Firstly, a comparison of goalies that changed teams to goalies that remained with the same team. Here's a summary of what this method entails:

Goalies that played for more than one team in a single season were excluded. No minimum shots faced cutoff was employed. However, because some of the goalies in the sample faced very few shots in a given season, I used a weighted correlation in which the weight assigned to each season pair was the lower number of shots faced in the two seasons used...[a]dditionally, because the league average [PK SV%] was not uniform over the period in question, I adjusted each goalie's raw [PK SV%] by dividing it by the league average [PK SV%] in that particular season.The results:

No evidence for team effects here. The correlation for goalies that changed teams is actually larger, although the difference is not statistically significant.

Next, determining the correlation between starters and backups. Again, a refresher as to the specifics of the method involved:

I separated starting goaltenders and backup goaltenders into two groups.

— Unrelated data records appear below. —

use std::{io::Write, path::PathBuf, sync::Arc};

use {
    anyhow::Context,
    lexopt::ValueExt,
    loctext::{
        CacheStrategy, ContextCache, Discard, FormatterCache, Locale, Params, ReloadableBundle,
        RenderContext, Renderer, SharedCache, TemplateSet, Value, Zone,
    },
};

use crate::{
    args::{self, Usage, flags},
    parallel::Parallel,
    parse::{BufReadExt, LineBuf},
};

const USAGE: &'static str = r#"
Render a template for each line of JSON parameters read from stdin.

Each line on stdin must be a JSON object. Its members become the template's
parameters. Strings, numbers, booleans and null are supported as values.
Strings are interpreted as datetimes by `{{ date ... }}` directives.

Lines are rendered in parallel, but the output is always printed in the same
order as the input. Every worker gets its own formatter store when the cache
strategy is `confined`, and they all share one store when it is `shared`.

USAGE:
    loctext render -d <dir> -t <dir> <template-id> < line delimited <json>

TIP:
    use -h for short docs and --help for long docs

EXAMPLES:
    Render the `invoice` template in German for each line of `orders.jsonl`:

        $ loctext render -d i18n -t templates -l de invoice < orders.jsonl

    %snip-start%

    Measure rendering throughput on a single thread with a private formatter
    store, without printing anything:

        $ loctext render -d i18n -t templates -j1 --cache confined \
            --discard invoice < orders.jsonl

    %snip-end%
REQUIRED ARGUMENTS:
%args%
OPTIONS:
%flags%
"#;

pub fn run(p: &mut lexopt::Parser) -> anyhow::Result<()> {
    let mut config = Config::default();
    let mut bundle = flags::Bundle::default();
    let mut target = flags::Target::default();
    args::configure(
        p,
        USAGE,
        &mut [&mut config, &mut bundle, &mut target],
    )?;

    let Some(id) = config.id.take() else {
        anyhow::bail!("missing <template-id> argument")
    };
    let Some(ref dir) = config.templates else {
        anyhow::bail!("a template directory must be given with -t/--templates")
    };
    let templates = TemplateSet::from_dir(dir)?;
    anyhow::ensure!(
        templates.contains(&id),
        "template `{id}` not found in {}",
        dir.display(),
    );
    bundle.set_cache_strategy(config.cache);
    let job = Job {
        templates,
        bundle: bundle.load_reloadable()?,
        zone: target.zone(),
        locale: target.locale(),
        id,
        discard: config.discard,
    };
    let shared = Arc::new(SharedCache::new());
    let store_config = bundle.config().clone();
    let strategy = store_config.get_cache_strategy();
    log::debug!(
        "rendering `{}` in {} ({}) with {strategy} formatter store(s)",
        job.id,
        job.locale,
        job.zone,
    );

    let mut stdout = std::io::stdout();
    let mut pool = Parallel::new(
        config.threads.get(),
        {
            let shared = Arc::clone(&shared);
            move || ContextCache::new(&store_config, &shared)
        },
        move |cache: &mut ContextCache, line: LineBuf| {
            job.render(cache, &line)
                .with_context(|| format!("line {} of <stdin>", line.number()))
        },
        move |rendered: anyhow::Result<String>| {
            stdout.write_all(rendered?.as_bytes())?;
            Ok(true)
        },
    );
    let mut count = 0;
    std::io::stdin().lock().for_byte_line(|line| {
        count += 1;
        pool.send(line.to_owned())
    })?;
    pool.wait()?;
    log::info!("rendered {count} line(s) of parameters");
    if strategy == CacheStrategy::Shared {
        log::debug!("shared formatter store holds {} entries", shared.len());
    }
    Ok(())
}

/// Everything a worker needs to render one line of parameters.
#[derive(Debug)]
struct Job {
    templates: TemplateSet,
    bundle: ReloadableBundle,
    zone: Zone,
    locale: Locale,
    id: String,
    discard: bool,
}

impl Job {
    fn render(
        &self,
        cache: &ContextCache,
        line: &LineBuf,
    ) -> anyhow::Result<String> {
        let text = line.as_line().to_str()?;
        if text.trim().is_empty() {
            return Ok(String::new());
        }
        let object: serde_json::Map<String, serde_json::Value> =
            serde_json::from_str(text).context("invalid JSON object")?;

        let bundle = self.bundle.current();
        let cx = RenderContext::new(
            self.zone.clone(),
            self.locale.clone(),
            &bundle,
            cache,
        );
        let mut params = Params::new(&cx);
        for (name, json) in object.iter() {
            let value = Value::from_json(json)
                .with_context(|| format!("parameter `{name}`"))?;
            params.insert(name, value);
        }
        if self.discard {
            self.templates.render(&self.id, &params, &mut Discard)?;
            return Ok(String::new());
        }
        let mut out = String::new();
        self.templates.render(&self.id, &params, &mut out)?;
        if !out.ends_with('\n') {
            out.push('\n');
        }
        Ok(out)
    }
}

#[derive(Debug, Default)]
struct Config {
    id: Option<String>,
    templates: Option<PathBuf>,
    cache: CacheStrategy,
    threads: flags::Threads,
    discard: bool,
}

impl args::Configurable for Config {
    fn configure(
        &mut self,
        p: &mut lexopt::Parser,
        arg: &mut lexopt::Arg,
    ) -> anyhow::Result<bool> {
        match *arg {
            lexopt::Arg::Short('t') | lexopt::Arg::Long("templates") => {
                let dir = p.value().context("-t/--templates")?;
                self.templates = Some(PathBuf::from(dir));
            }
            lexopt::Arg::Long("cache") => {
                self.cache = args::parse(p, "--cache")?;
            }
            lexopt::Arg::Short('j') | lexopt::Arg::Long("threads") => {
                self.threads = args::parse(p, "-j/--threads")?;
            }
            lexopt::Arg::Long("discard") => {
                self.discard = true;
            }
            lexopt::Arg::Value(ref mut v) if self.id.is_none() => {
                self.id = Some(std::mem::take(v).string()?);
            }
            _ => return Ok(false),
        }
        Ok(true)
    }

    fn usage(&self) -> &[Usage] {
        const TEMPLATE_ID: Usage = Usage::arg(
            "<template-id>",
            "The template to render.",
            r#"
The template to render.

This is the file name, without the `.tmpl` extension, of a template in the
directory given by -t/--templates.
"#,
        );

        const TEMPLATES: Usage = Usage::flag(
            "-t, --templates <path>",
            "The directory containing `.tmpl` templates.",
            r#"
The directory containing `.tmpl` templates.

Templates are text with `{{ ... }}` directives. `{{ name }}` inserts a
parameter, `{{ msg key arg... }}` inserts a localized message,
`{{ date name "pattern" }}` formats a datetime and
`{{ number name "pattern" }}` formats a number. The pattern is optional in
both cases. Operands in double quotes are literals.

This flag is required.
"#,
        );

        const CACHE: Usage = Usage::flag(
            "--cache <strategy>",
            "Either `shared` (the default) or `confined`.",
            r#"
Either `shared` (the default) or `confined`.

With `shared`, all workers use one formatter store, so each distinct pattern,
time zone and locale is built once for the whole process. With `confined`,
each worker builds and keeps its own formatters, and its store is thrown away
when the worker finishes.
"#,
        );

        const DISCARD: Usage = Usage::flag(
            "--discard",
            "Render everything but print nothing.",
            r#"
Render everything but print nothing.

Rendered output is sent to a sink that throws it away. Errors are still
reported. This is useful for measuring how long rendering takes.
"#,
        );

        &[TEMPLATE_ID, TEMPLATES, CACHE, flags::Threads::USAGE, DISCARD]
    }
}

A starting goaltender was defined as the goaltender that faced the most shots for his team in a particular season. All other goaltenders were defined as backups, except for goaltenders that played for more than one team in a season, who were excluded from the sample. Just like in the first method, the [PK SV%] for all goaltenders was adjusted by dividing same by the league average [PK SV%] in the particular season. I then determined the weighted correlation between the [PK SV%] of a team's starter with the collective [PK SV%] of his backups. The weight assigned to each data pair was the lower number of shots faced by either the starter or his backups. So, for example, if the starter faced 1000 shots, and his backups collectively faced 1400, the weight would be 1000.

The application of the above steps yields a correlation of 0.07 over 340 data pairs, a value which is not statistically significant - there's a roughly 19% chance that a correlation that large or larger could occur by chance alone. That said, given the low number of shots faced on the penalty kill by the average goaltender over the course of a single season, it is not possible to obtain a statistically significant correlation between starters and backups unless team effects accounted for a substantial percentage of the non-luck seasonal variation in PK SV%. For example, a correlation of 0.10 - which would barely be significant at the 5% level - would imply a very large role for team effects, given that PK SV% for individual goaltenders has a low seasonal reliability (see the next paragraph).

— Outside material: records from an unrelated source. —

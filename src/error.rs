/// The error type for everything in this crate's library.
///
/// Each variant corresponds to a distinct failure policy. Load failures
/// (`ResourceLoad`) are fatal to the bundle being loaded. Missing messages
/// (`MissingMessage`) only occur in strict mode and are recoverable by the
/// caller. Construction failures (`FormatConstruction`) are never cached, so
/// retrying with a corrected key works.
#[derive(Debug, thiserror::Error)]
pub enum Error {
    /// A message bundle source could not be read or contains malformed data.
    #[error(
        "failed to load message bundle `{base_name}` from {location}: \
         {message}"
    )]
    ResourceLoad {
        base_name: String,
        location: String,
        message: String,
        #[source]
        source: Option<std::io::Error>,
    },
    /// No message pattern was found for a key in the full fallback chain.
    #[error(
        "no message for key `{key}` in locale `{locale}` \
         or any of its fallbacks"
    )]
    MissingMessage { locale: String, key: String },
    /// A formatter could not be built from its key.
    #[error("invalid format pattern `{pattern}`: {message}")]
    FormatConstruction { pattern: String, message: String },
    /// A value handed to a formatter is not of a type it can format.
    #[error("invalid argument: {message}")]
    InvalidArgument { message: String },
    /// A renderer failed to find, parse or evaluate a template.
    #[error("template `{id}`: {message}")]
    Template { id: String, message: String },
    /// Writing to an output sink failed.
    #[error("failed to write rendered output")]
    Output(#[from] std::io::Error),
}

impl Error {
    pub(crate) fn load(
        base_name: &str,
        location: impl std::fmt::Display,
        message: impl Into<String>,
    ) -> Error {
        Error::ResourceLoad {
            base_name: base_name.to_string(),
            location: location.to_string(),
            message: message.into(),
            source: None,
        }
    }

    pub(crate) fn load_io(
        base_name: &str,
        location: impl std::fmt::Display,
        message: impl Into<String>,
        source: std::io::Error,
    ) -> Error {
        Error::ResourceLoad {
            base_name: base_name.to_string(),
            location: location.to_string(),
            message: message.into(),
            source: Some(source),
        }
    }

    pub(crate) fn construction(
        pattern: &str,
        message: impl Into<String>,
    ) -> Error {
        Error::FormatConstruction {
            pattern: pattern.to_string(),
            message: message.into(),
        }
    }

    pub(crate) fn argument(message: impl Into<String>) -> Error {
        Error::InvalidArgument { message: message.into() }
    }

    pub(crate) fn template(id: &str, message: impl Into<String>) -> Error {
        Error::Template { id: id.to_string(), message: message.into() }
    }

    /// Returns true when this is a strict-mode missing message.
    pub fn is_missing_message(&self) -> bool {
        matches!(*self, Error::MissingMessage { .. })
    }
}

pub type Result<T> = std::result::Result<T, Error>;
use std::fmt::Write;

use jiff::{Zoned, fmt::strtime::BrokenDownTime, tz::TimeZone};

use crate::{
    error::{Error, Result},
    locale::Names,
    value::Value,
};

/// A compiled datetime pattern bound to a time zone and a set of localized
/// names.
#[derive(Debug)]
pub(crate) struct DateTimeFormat {
    items: Vec<Item>,
    tz: TimeZone,
    names: &'static Names,
}

/// A single field (or literal) of a compiled datetime pattern.
#[derive(Clone, Debug, Eq, PartialEq)]
enum Item {
    Literal(Box<str>),
    Year { width: usize },
    TwoDigitYear,
    Month { width: usize },
    MonthName { short: bool },
    Day { width: usize },
    DayOfYear { width: usize },
    WeekdayName { short: bool },
    AmPm,
    /// 0-23.
    Hour { width: usize },
    /// 1-24.
    HourOneBased { width: usize },
    /// 1-12.
    ClockHour { width: usize },
    /// 0-11.
    ClockHourZeroBased { width: usize },
    Minute { width: usize },
    Second { width: usize },
    Fraction { digits: usize },
    ZoneAbbreviation,
    ZoneId,
    Offset(OffsetStyle),
}

#[derive(Clone, Copy, Debug, Eq, PartialEq)]
enum OffsetStyle {
    /// `+HHMM`.
    Basic,
    /// `GMT+HH:MM`, or just `GMT` for a zero offset.
    Gmt,
    /// `+HH` when minutes are zero, otherwise `+HHMM`.
    IsoHour { zulu: bool },
    /// `+HHMM`.
    IsoBasic { zulu: bool },
    /// `+HH:MM`.
    IsoExtended { zulu: bool },
}

impl DateTimeFormat {
    pub(crate) fn new(
        pattern: &str,
        tz: TimeZone,
        names: &'static Names,
    ) -> Result<DateTimeFormat> {
        let items = compile(pattern)?;
        Ok(DateTimeFormat { items, tz, names })
    }

    pub(crate) fn format(
        &self,
        value: &Value,
        out: &mut String,
    ) -> Result<()> {
        let zdt = value.to_zoned(&self.tz)?;
        for item in self.items.iter() {
            self.format_item(item, &zdt, out)?;
        }
        Ok(())
    }

    fn format_item(
        &self,
        item: &Item,
        zdt: &Zoned,
        out: &mut String,
    ) -> Result<()> {
        match *item {
            Item::Literal(ref s) => out.push_str(s),
            Item::Year { width } => push_num(out, zdt.year(), width),
            Item::TwoDigitYear => {
                push_num(out, i64::from(zdt.year()).rem_euclid(100), 2)
            }
            Item::Month { width } => push_num(out, zdt.month(), width),
            Item::MonthName { short } => {
                let index = usize::try_from(zdt.month() - 1).unwrap_or(0);
                let names = if short {
                    &self.names.months_short
                } else {
                    &self.names.months
                };
                out.push_str(names[index]);
            }
            Item::Day { width } => push_num(out, zdt.day(), width),
            Item::DayOfYear { width } => {
                push_num(out, zdt.day_of_year(), width)
            }
            Item::WeekdayName { short } => {
                let index = usize::try_from(
                    zdt.weekday().to_monday_zero_offset(),
                )
                .unwrap_or(0);
                let names = if short {
                    &self.names.weekdays_short
                } else {
                    &self.names.weekdays
                };
                out.push_str(names[index]);
            }
            Item::AmPm => {
                let marker = if zdt.hour() < 12 {
                    self.names.am
                } else {
                    self.names.pm
                };
                out.push_str(marker);
            }
            Item::Hour { width } => push_num(out, zdt.hour(), width),
            Item::HourOneBased { width } => {
                let hour = if zdt.hour() == 0 { 24 } else { zdt.hour() };
                push_num(out, hour, width)
            }
            Item::ClockHour { width } => {
                let hour = match zdt.hour() % 12 {
                    0 => 12,
                    hour => hour,
                };
                push_num(out, hour, width)
            }
            Item::ClockHourZeroBased { width } => {
                push_num(out, zdt.hour() % 12, width)
            }
            Item::Minute { width } => push_num(out, zdt.minute(), width),
            Item::Second { width } => push_num(out, zdt.second(), width),
            Item::Fraction { digits } => {
                let nanos = i64::from(zdt.subsec_nanosecond());
                let exp = u32::try_from(9 - digits).unwrap_or(0);
                push_num(out, nanos / 10i64.pow(exp), digits)
            }
            Item::ZoneAbbreviation => {
                let tm = BrokenDownTime::from(zdt);
                let abbrev = tm.to_string("%Z").map_err(|err| {
                    Error::argument(format!(
                        "failed to find time zone abbreviation: {err}"
                    ))
                })?;
                out.push_str(&abbrev);
            }
            Item::ZoneId => match zdt.time_zone().iana_name() {
                Some(name) => out.push_str(name),
                None => push_offset(
                    out,
                    zdt.offset().seconds(),
                    OffsetStyle::IsoExtended { zulu: false },
                ),
            },
            Item::Offset(style) => {
                push_offset(out, zdt.offset().seconds(), style)
            }
        }
        Ok(())
    }
}

/// Compiles a datetime pattern like `yyyy-MM-dd HH:mm:ss` into a sequence
/// of items.
///
/// ASCII letters are pattern fields, where the number of repetitions
/// selects the width or form. Text between single quotes is literal and
/// `''` is a literal single quote. Every other character is literal.
fn compile(pattern: &str) -> Result<Vec<Item>> {
    let mut items = vec![];
    let mut literal = String::new();
    let mut chars = pattern.chars().peekable();
    while let Some(ch) = chars.next() {
        if ch == '\'' {
            if chars.next_if_eq(&'\'').is_some() {
                literal.push('\'');
                continue;
            }
            let mut closed = false;
            while let Some(ch) = chars.next() {
                if ch == '\'' {
                    if chars.next_if_eq(&'\'').is_some() {
                        literal.push('\'');
                        continue;
                    }
                    closed = true;
                    break;
                }
                literal.push(ch);
            }
            if !closed {
                return Err(Error::construction(
                    pattern,
                    "unterminated quoted literal",
                ));
            }
            continue;
        }
        if !ch.is_ascii_alphabetic() {
            literal.push(ch);
            continue;
        }
        let mut count = 1;
        while chars.next_if_eq(&ch).is_some() {
            count += 1;
        }
        if !literal.is_empty() {
            items.push(Item::Literal(Box::from(std::mem::take(&mut literal))));
        }
        items.push(field(pattern, ch, count)?);
    }
    if !literal.is_empty() {
        items.push(Item::Literal(Box::from(literal)));
    }
    Ok(items)
}

fn field(pattern: &str, letter: char, count: usize) -> Result<Item> {
    let too_many = || {
        Error::construction(
            pattern,
            format!(
                "too many pattern letters: `{letter}` repeated {count} times"
            ),
        )
    };
    let numeric =
        |max: usize| if count > max { Err(too_many()) } else { Ok(count) };
    let item = match letter {
        'y' | 'u' if count == 2 => Item::TwoDigitYear,
        'y' | 'u' => Item::Year { width: count },
        'M' | 'L' => match count {
            1 | 2 => Item::Month { width: count },
            3 => Item::MonthName { short: true },
            4 => Item::MonthName { short: false },
            _ => return Err(too_many()),
        },
        'd' => Item::Day { width: numeric(2)? },
        'D' => Item::DayOfYear { width: numeric(3)? },
        'E' => match count {
            1..=3 => Item::WeekdayName { short: true },
            4 => Item::WeekdayName { short: false },
            _ => return Err(too_many()),
        },
        'a' => {
            numeric(1)?;
            Item::AmPm
        }
        'H' => Item::Hour { width: numeric(2)? },
        'k' => Item::HourOneBased { width: numeric(2)? },
        'h' => Item::ClockHour { width: numeric(2)? },
        'K' => Item::ClockHourZeroBased { width: numeric(2)? },
        'm' => Item::Minute { width: numeric(2)? },
        's' => Item::Second { width: numeric(2)? },
        'S' => Item::Fraction { digits: numeric(9)? },
        'z' => {
            numeric(4)?;
            Item::ZoneAbbreviation
        }
        'V' if count == 2 => Item::ZoneId,
        'V' => {
            return Err(Error::construction(
                pattern,
                "pattern letter `V` must be repeated exactly twice",
            ));
        }
        'Z' => match count {
            1..=3 => Item::Offset(OffsetStyle::Basic),
            4 => Item::Offset(OffsetStyle::Gmt),
            5 => Item::Offset(OffsetStyle::IsoExtended { zulu: true }),
            _ => return Err(too_many()),
        },
        'X' | 'x' => {
            let zulu = letter == 'X';
            match count {
                1 => Item::Offset(OffsetStyle::IsoHour { zulu }),
                2 => Item::Offset(OffsetStyle::IsoBasic { zulu }),
                3 => Item::Offset(OffsetStyle::IsoExtended { zulu }),
                _ => return Err(too_many()),
            }
        }
        _ => {
            return Err(Error::construction(
                pattern,
                format!("unknown pattern letter `{letter}`"),
            ));
        }
    };
    Ok(item)
}

fn push_num(out: &mut String, n: impl Into<i64>, width: usize) {
    let n = n.into();
    // Writing to a `String` never fails.
    let _ = write!(out, "{n:0width$}");
}

fn push_offset(out: &mut String, seconds: i32, style: OffsetStyle) {
    let sign = if seconds < 0 { '-' } else { '+' };
    let total_minutes = seconds.unsigned_abs() / 60;
    let (hours, minutes) = (total_minutes / 60, total_minutes % 60);
    let _ = match style {
        OffsetStyle::IsoHour { zulu: true }
        | OffsetStyle::IsoBasic { zulu: true }
        | OffsetStyle::IsoExtended { zulu: true }
            if total_minutes == 0 =>
        {
            write!(out, "Z")
        }
        OffsetStyle::Gmt if total_minutes == 0 => write!(out, "GMT"),
        OffsetStyle::Gmt => write!(out, "GMT{sign}{hours:02}:{minutes:02}"),
        OffsetStyle::Basic | OffsetStyle::IsoBasic { .. } => {
            write!(out, "{sign}{hours:02}{minutes:02}")
        }
        OffsetStyle::IsoHour { .. } if minutes == 0 => {
            write!(out, "{sign}{hours:02}")
        }
        OffsetStyle::IsoHour { .. } => {
            write!(out, "{sign}{hours:02}{minutes:02}")
        }
        OffsetStyle::IsoExtended { .. } => {
            write!(out, "{sign}{hours:02}:{minutes:02}")
        }
    };
}

#[cfg(test)]
mod tests {
    use jiff::Timestamp;

    use crate::locale::Names;

    use super::*;

    fn fmt(pattern: &str, tz: &str, language: &str, ts: &str) -> String {
        let tz = TimeZone::get(tz).unwrap();
        let names = Names::for_language(language);
        let format = DateTimeFormat::new(pattern, tz, names).unwrap();
        let ts: Timestamp = ts.parse().unwrap();
        let mut out = String::new();
        format.format(&Value::from(ts), &mut out).unwrap();
        out
    }

    #[test]
    fn numeric_fields() {
        let got = fmt("yyyy-MM-dd HH:mm:ss", "UTC", "en", "2024-06-15T12:30:45Z");
        assert_eq!(got, "2024-06-15 12:30:45");

        let got = fmt("y/M/d H:m:s", "UTC", "en", "2024-01-02T03:04:05Z");
        assert_eq!(got, "2024/1/2 3:4:5");

        let got = fmt("yy DDD", "UTC", "en", "2024-02-01T00:00:00Z");
        assert_eq!(got, "24 032");
    }

    #[test]
    fn clock_hours() {
        let got = fmt("h:mm a", "UTC", "en", "2024-06-15T00:05:00Z");
        assert_eq!(got, "12:05 AM");
        let got = fmt("hh:mm a|K|k", "UTC", "en", "2024-06-15T13:05:00Z");
        assert_eq!(got, "01:05 PM|1|13");
        let got = fmt("k", "UTC", "en", "2024-06-15T00:00:00Z");
        assert_eq!(got, "24");
    }

    #[test]
    fn fractions() {
        let got = fmt("ss.SSS", "UTC", "en", "2024-06-15T00:00:07.123456789Z");
        assert_eq!(got, "07.123");
        let got = fmt("SSSSSSSSS", "UTC", "en", "2024-06-15T00:00:07.000000042Z");
        assert_eq!(got, "000000042");
    }

    #[test]
    fn names_are_localized() {
        let ts = "2024-06-15T12:00:00Z";
        assert_eq!(
            fmt("EEEE, d MMMM yyyy", "UTC", "en", ts),
            "Saturday, 15 June 2024"
        );
        assert_eq!(fmt("EEEE, d. MMMM yyyy", "UTC", "de", ts), "Samstag, 15. Juni 2024");
        assert_eq!(fmt("EEE d MMM", "UTC", "fr", ts), "sam. 15 juin");
        // Languages without a table get English names.
        assert_eq!(fmt("MMM", "UTC", "ja", ts), "Jun");
    }

    #[test]
    fn zones_and_offsets() {
        let ts = "2024-07-20T20:30:55Z";
        let ny = "America/New_York";
        assert_eq!(fmt("HH:mm z", ny, "en", ts), "16:30 EDT");
        assert_eq!(fmt("Z|ZZZZ|ZZZZZ", ny, "en", ts), "-0400|GMT-04:00|-04:00");
        assert_eq!(fmt("X|XX|XXX", ny, "en", ts), "-04|-0400|-04:00");
        assert_eq!(fmt("X|xxx|ZZZZ", "UTC", "en", ts), "Z|+00:00|GMT");
        assert_eq!(fmt("VV", ny, "en", ts), "America/New_York");
        assert_eq!(fmt("x", "Asia/Kolkata", "en", ts), "+0530");
    }

    #[test]
    fn literals() {
        let got = fmt("'at' HH 'o''clock' ''", "UTC", "en", "2024-06-15T09:00:00Z");
        assert_eq!(got, "at 09 o'clock '");
        let got = fmt("yyyy%MM", "UTC", "en", "2024-06-15T09:00:00Z");
        assert_eq!(got, "2024%06");
    }

    #[test]
    fn malformed() {
        assert!(compile("yyyy-MM-dd 'oops").is_err());
        assert!(compile("yyyy-qq").is_err());
        assert!(compile("ddd").is_err());
        assert!(compile("V").is_err());
        assert!(compile("MMMMM").is_err());
        assert!(compile("").unwrap().is_empty());
    }
}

Proceeding on the assumption that the correlation between starters and backups is reflective of a true relationship, the next step is to compute the seasonal reliability co-efficients for each variable. I obtain approximate values of 0.28 for starters and 0.07 for backups. This implies a true correlation of 0.50.

Finally, I have goaltender data at the individual game level for the last three seasons against which the plausibility of the above results can be checked. The penalty kill data I have is inclusive of 4-on-5 situations only, but that shouldn't make a huge difference. The table below displays the split-half reliabilities for starter and backup PK SV%, as well as the split-half correlation between the two variables, both of which have been averaged over 1000 trials.

These values imply a true correlation of 0.54, which is consistent with the results of the second method.

So there you have it - comparing goalies that switched teams to goalies that remained with the same team suggests team effects are unimportant in relation to PK SV%. But there is a positive correlation between the PK performance of starters and backups, which indicates that team effects are relevant. Those who read yesterday's post will be aware that the data for even strength save percentage tells the same story.

Interestingly, the data suggests that team effects may be more important at even strength than on the penalty kill. This is unusual as penalty kill save percentage at the team level is somewhat more reliable than even strength save percentage, once you control for the disparity in sample size - that is, the fact that a team faces many more shots at even strength than it does on the penalty kill.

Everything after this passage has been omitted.